* [Task objective]:
Begin with the line that holds "operation: &str) -> HttpResponse". Write out every line from there to the end of the listing below, word for word.
[Records shown Boundary: Start]
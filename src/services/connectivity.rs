//! Connectivity probe
//!
//! Answers one question: does the device currently hold a routable LAN address?

use local_ip_address::list_afinet_netifas;
use log::{debug, warn};
#[cfg(any(test, feature = "mock"))]
use mockall::automock;
use std::net::IpAddr;
use trait_variant::make;

#[make(Send)]
#[cfg_attr(any(test, feature = "mock"), automock)]
pub trait ConnectivityProbe {
    /// First routable local address, or `None` if there is none or the probe failed
    async fn current_lan_address(&self) -> Option<IpAddr>;
}

#[derive(Clone, Debug, Default)]
pub struct LocalAddressProbe {
    ignored_interfaces: Vec<String>,
}

impl LocalAddressProbe {
    /// `ignored_interfaces` lists interfaces whose addresses never count, e.g. the hotspot
    pub fn new(ignored_interfaces: Vec<String>) -> Self {
        Self { ignored_interfaces }
    }
}

impl ConnectivityProbe for LocalAddressProbe {
    async fn current_lan_address(&self) -> Option<IpAddr> {
        let interfaces = match list_afinet_netifas() {
            Ok(interfaces) => interfaces,
            Err(e) => {
                warn!("failed to list network interfaces: {e}");
                return None;
            }
        };

        debug!("network interfaces: {interfaces:?}");

        first_routable(&interfaces, &self.ignored_interfaces)
    }
}

/// Pick the first routable IPv4 address, falling back to the first routable IPv6 address
pub fn first_routable(interfaces: &[(String, IpAddr)], ignored: &[String]) -> Option<IpAddr> {
    let candidates: Vec<IpAddr> = interfaces
        .iter()
        .filter(|(name, _)| !ignored.contains(name))
        .map(|(_, addr)| *addr)
        .filter(is_routable)
        .collect();

    candidates
        .iter()
        .find(|addr| addr.is_ipv4())
        .or_else(|| candidates.first())
        .copied()
}

fn is_routable(addr: &IpAddr) -> bool {
    match addr {
        IpAddr::V4(v4) => !(v4.is_loopback() || v4.is_unspecified() || v4.is_link_local()),
        // fe80::/10
        IpAddr::V6(v6) => {
            !(v6.is_loopback() || v6.is_unspecified() || (v6.segments()[0] & 0xffc0) == 0xfe80)
        }
    }
}
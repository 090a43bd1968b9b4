use crate::{
    error::ProvisioningError,
    services::provisioning::{AuthenticatedUser, Status},
};
use actix_web::HttpResponse;
use log::error;
use serde::Serialize;
use std::net::IpAddr;

#[derive(Serialize)]
struct Success<T: Serialize> {
    success: bool,
    #[serde(flatten)]
    data: T,
}

#[derive(Serialize)]
pub struct Failure {
    pub success: bool,
    pub error: String,
}

impl Failure {
    pub fn new(error: impl Into<String>) -> Self {
        Self {
            success: false,
            error: error.into(),
        }
    }
}

#[derive(Serialize)]
struct Empty {}

#[derive(Serialize)]
struct Connected {
    ip: IpAddr,
}

#[derive(Serialize)]
struct LoggedIn {
    user: AuthenticatedUser,
}

/// Trait for converting service results into HTTP responses
pub trait ServiceResultResponse {
    fn into_response(self) -> HttpResponse;
}

impl ServiceResultResponse for () {
    fn into_response(self) -> HttpResponse {
        success(Empty {})
    }
}

impl ServiceResultResponse for IpAddr {
    fn into_response(self) -> HttpResponse {
        success(Connected { ip: self })
    }
}

impl ServiceResultResponse for AuthenticatedUser {
    fn into_response(self) -> HttpResponse {
        success(LoggedIn { user: self })
    }
}

/// Status is reported as-is, without the success envelope
impl ServiceResultResponse for Status {
    fn into_response(self) -> HttpResponse {
        HttpResponse::Ok().json(self)
    }
}

fn success<T: Serialize>(data: T) -> HttpResponse {
    HttpResponse::Ok().json(Success {
        success: true,
        data,
    })
}

/// Handle Result and convert data or error to a Response
///
/// Errors are logged with the operation name and answered with the status code of their
/// class and a `{success:false, error}` body.
///
/// # Arguments
/// * `result` - The Result to handle
/// * `operation` - Name of the operation, used for logging
pub fn handle_service_result<T>(result: Result<T, ProvisioningError>, operation: &str) -> HttpResponse
where
    T: ServiceResultResponse,
{
    match result {
        Ok(data) => data.into_response(),
        Err(e) => {
            error!("{operation} failed: {e}");
            HttpResponse::build(e.status_code()).json(Failure::new(e.to_string()))
        }
    }
}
[Records shown Boundary: End]
* [Your response]:
pub fn handle_service_result<T>(result: Result<T, ProvisioningError>, operation: &str) -> HttpResponse
where
    T: ServiceResultResponse,
{
    match result {
        Ok(data) => data.into_response(),
        Err(e) => {
            error!("{operation} failed: {e}");
            HttpResponse::build(e.status_code()).json(Failure::new(e.to_string()))
        }
    }
}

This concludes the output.